=== Section Start ===

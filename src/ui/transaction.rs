//! Transaction sheet chrome: header, footer button and the details summary.

use super::badge::BadgePair;
use super::icon::Icon;
use super::markup::Element;
use super::Component;
use crate::shared::AssetSymbol;

// ─── TransactionHeader ───────────────────────────────────────────────────────

#[derive(Debug, Clone, Copy, Default, PartialEq, Eq, Hash)]
pub enum TransactionType {
    #[default]
    BuyPair,
    SellPair,
    BuyAsset,
    SellAsset,
    Send,
    Receive,
    Convert,
}

/// Colour family of the header action.
#[derive(Debug, Clone, Copy, PartialEq, Eq, Hash)]
pub enum ActionColor {
    Buy,
    Sell,
    Secondary,
}

impl ActionColor {
    pub fn modifier(&self) -> &'static str {
        match self {
            Self::Buy => "buy",
            Self::Sell => "sell",
            Self::Secondary => "secondary",
        }
    }
}

impl TransactionType {
    pub fn action_icon(&self) -> Icon {
        match self {
            Self::BuyPair | Self::BuyAsset => Icon::Buy,
            Self::SellPair | Self::SellAsset => Icon::Sell,
            Self::Send => Icon::Send,
            Self::Receive => Icon::Receive,
            Self::Convert => Icon::Convert,
        }
    }

    pub fn action_color(&self) -> ActionColor {
        match self {
            Self::BuyPair | Self::BuyAsset => ActionColor::Buy,
            Self::SellPair | Self::SellAsset => ActionColor::Sell,
            Self::Send | Self::Receive | Self::Convert => ActionColor::Secondary,
        }
    }

    /// Selector prefix. Convert has none.
    pub fn label(&self) -> &'static str {
        match self {
            Self::BuyPair | Self::BuyAsset => "Buy:",
            Self::SellPair | Self::SellAsset => "Sell:",
            Self::Send => "Send:",
            Self::Receive => "Receive:",
            Self::Convert => "",
        }
    }

    /// Pair types show two badges and the pair placeholder.
    pub fn is_pair(&self) -> bool {
        matches!(self, Self::BuyPair | Self::SellPair | Self::Convert)
    }

    pub fn placeholder(&self) -> &'static str {
        if self.is_pair() {
            "Select Pair"
        } else {
            "Select Asset"
        }
    }
}

#[derive(Debug, Clone, PartialEq, Eq)]
pub struct TransactionHeader {
    pub kind: TransactionType,
    /// Shows the placeholder instead of the selection.
    pub empty: bool,
    pub primary: Option<AssetSymbol>,
    pub secondary: Option<AssetSymbol>,
    pub display_text: Option<String>,
}

impl TransactionHeader {
    pub fn new(kind: TransactionType) -> Self {
        Self {
            kind,
            empty: false,
            primary: None,
            secondary: None,
            display_text: None,
        }
    }

    pub fn empty(kind: TransactionType) -> Self {
        Self {
            empty: true,
            ..Self::new(kind)
        }
    }

    pub fn selection(
        mut self,
        primary: AssetSymbol,
        secondary: Option<AssetSymbol>,
        display_text: impl Into<String>,
    ) -> Self {
        self.primary = Some(primary);
        self.secondary = secondary;
        self.display_text = Some(display_text.into());
        self
    }

    fn render_selection(&self) -> Vec<Element> {
        if self.empty {
            return vec![Element::new("span")
                .class("transaction-header__placeholder")
                .text(self.kind.placeholder())];
        }
        let Some(primary) = self.primary else {
            return Vec::new();
        };
        let badges = BadgePair {
            primary,
            secondary: self.secondary.filter(|_| self.kind.is_pair()),
            size: 24,
        };
        let mut out = vec![badges.render()];
        if let Some(text) = &self.display_text {
            out.push(
                Element::new("span")
                    .class("transaction-header__display-text")
                    .text(text),
            );
        }
        out
    }
}

impl Component for TransactionHeader {
    fn render(&self) -> Element {
        let color = self.kind.action_color().modifier();
        let label = self.kind.label();

        let action = Element::new("button")
            .class("transaction-header__action")
            .class(format!("transaction-header__action--{color}"))
            .attr("type", "button")
            .attr("aria-label", label.replace(':', ""))
            .child(self.kind.action_icon().render());

        let prefix = (!label.is_empty()).then(|| {
            Element::new("span")
                .class("transaction-header__label")
                .class(format!("transaction-header__label--{color}"))
                .text(label)
        });

        let selector = Element::new("button")
            .class("transaction-header__selector")
            .attr("type", "button")
            .child(
                Element::new("div")
                    .class("transaction-header__selector-content")
                    .child_opt(prefix)
                    .children(self.render_selection()),
            )
            .child(Icon::Dropdown.render().class("transaction-header__dropdown-icon"));

        let close = Element::new("button")
            .class("transaction-header__close")
            .attr("type", "button")
            .attr("aria-label", "Close")
            .child(Icon::Close.render());

        Element::new("div")
            .class("transaction-header")
            .child(
                Element::new("div")
                    .class("transaction-header__dragger")
                    .child(Element::new("div").class("transaction-header__dragger-bar")),
            )
            .child(
                Element::new("div")
                    .class("transaction-header__content")
                    .child(action)
                    .child(selector)
                    .child(close),
            )
    }
}

// ─── TransactionFooter ───────────────────────────────────────────────────────

#[derive(Debug, Clone, Copy, Default, PartialEq, Eq, Hash)]
pub enum FooterVariant {
    Buy,
    Sell,
    Brand,
    /// Greyed out and never clickable.
    #[default]
    Default,
    /// Shows the error message in place of the label.
    Error,
}

impl FooterVariant {
    pub fn modifier(&self) -> &'static str {
        match self {
            Self::Buy => "buy",
            Self::Sell => "sell",
            Self::Brand => "brand",
            Self::Default => "default",
            Self::Error => "error",
        }
    }
}

pub const DEFAULT_FUNDS_ERROR: &str = "You do not have enough funds for this transaction";

#[derive(Debug, Clone, PartialEq, Eq)]
pub struct TransactionFooter {
    pub variant: FooterVariant,
    pub text: String,
    pub error_message: String,
    pub disabled: bool,
}

impl TransactionFooter {
    pub fn new(variant: FooterVariant) -> Self {
        Self {
            variant,
            text: "Buy".to_string(),
            error_message: DEFAULT_FUNDS_ERROR.to_string(),
            disabled: false,
        }
    }

    pub fn text(mut self, text: impl Into<String>) -> Self {
        self.text = text.into();
        self
    }

    pub fn error_message(mut self, message: impl Into<String>) -> Self {
        self.error_message = message.into();
        self
    }

    pub fn is_disabled(&self) -> bool {
        self.disabled || self.variant == FooterVariant::Default
    }

    pub fn button_text(&self) -> &str {
        match self.variant {
            FooterVariant::Error => &self.error_message,
            _ => &self.text,
        }
    }

    pub fn click(&self) -> bool {
        !self.is_disabled()
    }
}

impl Component for TransactionFooter {
    fn render(&self) -> Element {
        Element::new("div").class("transaction-footer").child(
            Element::new("button")
                .class("transaction-footer__button")
                .class(format!(
                    "transaction-footer__button--{}",
                    self.variant.modifier()
                ))
                .attr("type", "button")
                .flag("disabled", self.is_disabled())
                .text(self.button_text()),
        )
    }
}

// ─── TransactionDetails ──────────────────────────────────────────────────────

#[derive(Debug, Clone, PartialEq, Eq)]
pub struct DetailRow {
    pub label: String,
    pub value: String,
    pub asset: Option<String>,
}

impl DetailRow {
    pub fn new(label: impl Into<String>, value: impl Into<String>, asset: Option<&str>) -> Self {
        Self {
            label: label.into(),
            value: value.into(),
            asset: asset.map(str::to_string),
        }
    }
}

/// Label/value summary rows (price, fees, totals).
#[derive(Debug, Clone, Default, PartialEq, Eq)]
pub struct TransactionDetails {
    pub rows: Vec<DetailRow>,
}

impl TransactionDetails {
    pub fn new(rows: Vec<DetailRow>) -> Self {
        Self { rows }
    }
}

impl Component for TransactionDetails {
    fn render(&self) -> Element {
        let rows = self.rows.iter().map(|row| {
            Element::new("div")
                .class("transaction-details__row")
                .child(
                    Element::new("span")
                        .class("transaction-details__label")
                        .text(&row.label),
                )
                .child(
                    Element::new("div")
                        .class("transaction-details__value-container")
                        .child(
                            Element::new("span")
                                .class("transaction-details__value")
                                .text(&row.value),
                        )
                        .child_opt(row.asset.as_ref().map(|a| {
                            Element::new("span")
                                .class("transaction-details__asset")
                                .text(a)
                        })),
                )
        });
        Element::new("div")
            .class("transaction-details")
            .child(
                Element::new("div")
                    .class("transaction-details__values")
                    .children(rows),
            )
    }
}
//! A minimal HTML element tree.
//!
//! Components build [`Element`]s; hosts either serialize them with
//! [`Element::to_html`] or walk the tree to drive their own renderer.

use std::fmt::{self, Write as _};

/// Tags rendered without a closing tag.
const VOID_TAGS: [&str; 4] = ["input", "img", "br", "hr"];

#[derive(Debug, Clone, PartialEq, Eq)]
pub enum Node {
    Element(Element),
    Text(String),
}

#[derive(Debug, Clone, PartialEq, Eq)]
pub struct Element {
    tag: &'static str,
    classes: Vec<String>,
    attrs: Vec<(&'static str, String)>,
    children: Vec<Node>,
}

impl Element {
    pub fn new(tag: &'static str) -> Self {
        Self {
            tag,
            classes: Vec::new(),
            attrs: Vec::new(),
            children: Vec::new(),
        }
    }

    // ── Builders ─────────────────────────────────────────────────────────

    /// Appends one or more space-separated classes. Blank input is ignored.
    pub fn class(mut self, class: impl AsRef<str>) -> Self {
        for c in class.as_ref().split_whitespace() {
            if !self.classes.iter().any(|existing| existing == c) {
                self.classes.push(c.to_string());
            }
        }
        self
    }

    pub fn class_if(self, condition: bool, class: impl AsRef<str>) -> Self {
        if condition {
            self.class(class)
        } else {
            self
        }
    }

    /// Sets an attribute, replacing any previous value.
    pub fn attr(mut self, name: &'static str, value: impl Into<String>) -> Self {
        let value = value.into();
        match self.attrs.iter_mut().find(|(n, _)| *n == name) {
            Some(slot) => slot.1 = value,
            None => self.attrs.push((name, value)),
        }
        self
    }

    /// Sets a boolean attribute (e.g. `disabled`) when `on` is true.
    pub fn flag(self, name: &'static str, on: bool) -> Self {
        if on {
            self.attr(name, "")
        } else {
            self
        }
    }

    pub fn child(mut self, child: Element) -> Self {
        self.children.push(Node::Element(child));
        self
    }

    pub fn child_opt(self, child: Option<Element>) -> Self {
        match child {
            Some(c) => self.child(c),
            None => self,
        }
    }

    pub fn children(mut self, children: impl IntoIterator<Item = Element>) -> Self {
        self.children
            .extend(children.into_iter().map(Node::Element));
        self
    }

    pub fn text(mut self, text: impl Into<String>) -> Self {
        self.children.push(Node::Text(text.into()));
        self
    }

    // ── Queries ──────────────────────────────────────────────────────────

    pub fn tag(&self) -> &'static str {
        self.tag
    }

    pub fn classes(&self) -> &[String] {
        &self.classes
    }

    /// The `class` attribute value.
    pub fn class_name(&self) -> String {
        self.classes.join(" ")
    }

    pub fn has_class(&self, class: &str) -> bool {
        self.classes.iter().any(|c| c == class)
    }

    pub fn attr_value(&self, name: &str) -> Option<&str> {
        self.attrs
            .iter()
            .find(|(n, _)| *n == name)
            .map(|(_, v)| v.as_str())
    }

    pub fn has_attr(&self, name: &str) -> bool {
        self.attr_value(name).is_some()
    }

    pub fn child_nodes(&self) -> &[Node] {
        &self.children
    }

    pub fn child_elements(&self) -> impl Iterator<Item = &Element> {
        self.children.iter().filter_map(|n| match n {
            Node::Element(e) => Some(e),
            Node::Text(_) => None,
        })
    }

    /// First element (self included) carrying `class`, depth-first.
    pub fn find(&self, class: &str) -> Option<&Element> {
        if self.has_class(class) {
            return Some(self);
        }
        self.child_elements().find_map(|c| c.find(class))
    }

    /// Every element (self included) carrying `class`, in document order.
    pub fn find_all(&self, class: &str) -> Vec<&Element> {
        let mut out = Vec::new();
        self.collect(class, &mut out);
        out
    }

    fn collect<'a>(&'a self, class: &str, out: &mut Vec<&'a Element>) {
        if self.has_class(class) {
            out.push(self);
        }
        for c in self.child_elements() {
            c.collect(class, out);
        }
    }

    /// Concatenated text of this subtree.
    pub fn text_content(&self) -> String {
        let mut out = String::new();
        for node in &self.children {
            match node {
                Node::Text(t) => out.push_str(t),
                Node::Element(e) => out.push_str(&e.text_content()),
            }
        }
        out
    }

    // ── Serialization ────────────────────────────────────────────────────

    pub fn to_html(&self) -> String {
        self.to_string()
    }
}

impl fmt::Display for Element {
    fn fmt(&self, f: &mut fmt::Formatter<'_>) -> fmt::Result {
        write!(f, "<{}", self.tag)?;
        if !self.classes.is_empty() {
            write!(f, " class=\"{}\"", escape(&self.class_name()))?;
        }
        for (name, value) in &self.attrs {
            if value.is_empty() {
                write!(f, " {name}")?;
            } else {
                write!(f, " {}=\"{}\"", name, escape(value))?;
            }
        }
        if VOID_TAGS.contains(&self.tag) {
            return f.write_str(">");
        }
        f.write_char('>')?;
        for node in &self.children {
            match node {
                Node::Text(t) => f.write_str(&escape(t))?,
                Node::Element(e) => write!(f, "{e}")?,
            }
        }
        write!(f, "</{}>", self.tag)
    }
}

/// Escapes text for use in HTML content and quoted attribute values.
pub fn escape(s: &str) -> String {
    let mut out = String::with_capacity(s.len());
    for ch in s.chars() {
        match ch {
            '&' => out.push_str("&amp;"),
            '<' => out.push_str("&lt;"),
            '>' => out.push_str("&gt;"),
            '"' => out.push_str("&quot;"),
            '\'' => out.push_str("&#39;"),
            other => out.push(other),
        }
    }
    out
}

#[cfg(test)]
mod tests {
    use super::*;

    #[test]
    fn test_render_nested() {
        let el = Element::new("div")
            .class("card card--big")
            .attr("role", "group")
            .child(Element::new("span").class("card__title").text("Hi"));
        assert_eq!(
            el.to_html(),
            r#"<div class="card card--big" role="group"><span class="card__title">Hi</span></div>"#
        );
    }

    #[test]
    fn test_blank_and_duplicate_classes_are_dropped() {
        let el = Element::new("div").class("a").class("  ").class("a b");
        assert_eq!(el.class_name(), "a b");
    }

    #[test]
    fn test_void_and_flag_attributes() {
        let el = Element::new("input").attr("type", "text").flag("disabled", true);
        assert_eq!(el.to_html(), r#"<input type="text" disabled>"#);
        assert!(el.has_attr("disabled"));
        assert!(!Element::new("input").flag("disabled", false).has_attr("disabled"));
    }

    #[test]
    fn test_text_is_escaped() {
        let el = Element::new("p").attr("title", "a\"b").text("<script>&");
        assert_eq!(
            el.to_html(),
            r#"<p title="a&quot;b">&lt;script&gt;&amp;</p>"#
        );
    }

    #[test]
    fn test_find_and_text_content() {
        let el = Element::new("div")
            .child(Element::new("b").class("x").text("one"))
            .child(Element::new("i").class("x").text("two"));
        assert_eq!(el.find("x").map(|e| e.tag()), Some("b"));
        assert_eq!(el.find_all("x").len(), 2);
        assert_eq!(el.text_content(), "onetwo");
        assert!(el.find("missing").is_none());
    }
}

=== Section End ===

Give back, word for word, only the lines above from the line holding "c.collect(class, out);" to the line holding "let mut out = String::with_capacity(s.len());", both included.

            c.collect(class, out);
        }
    }

    /// Concatenated text of this subtree.
    pub fn text_content(&self) -> String {
        let mut out = String::new();
        for node in &self.children {
            match node {
                Node::Text(t) => out.push_str(t),
                Node::Element(e) => out.push_str(&e.text_content()),
            }
        }
        out
    }

    // ── Serialization ────────────────────────────────────────────────────

    pub fn to_html(&self) -> String {
        self.to_string()
    }
}

impl fmt::Display for Element {
    fn fmt(&self, f: &mut fmt::Formatter<'_>) -> fmt::Result {
        write!(f, "<{}", self.tag)?;
        if !self.classes.is_empty() {
            write!(f, " class=\"{}\"", escape(&self.class_name()))?;
        }
        for (name, value) in &self.attrs {
            if value.is_empty() {
                write!(f, " {name}")?;
            } else {
                write!(f, " {}=\"{}\"", name, escape(value))?;
            }
        }
        if VOID_TAGS.contains(&self.tag) {
            return f.write_str(">");
        }
        f.write_char('>')?;
        for node in &self.children {
            match node {
                Node::Text(t) => f.write_str(&escape(t))?,
                Node::Element(e) => write!(f, "{e}")?,
            }
        }
        write!(f, "</{}>", self.tag)
    }
}

/// Escapes text for use in HTML content and quoted attribute values.
pub fn escape(s: &str) -> String {
    let mut out = String::with_capacity(s.len());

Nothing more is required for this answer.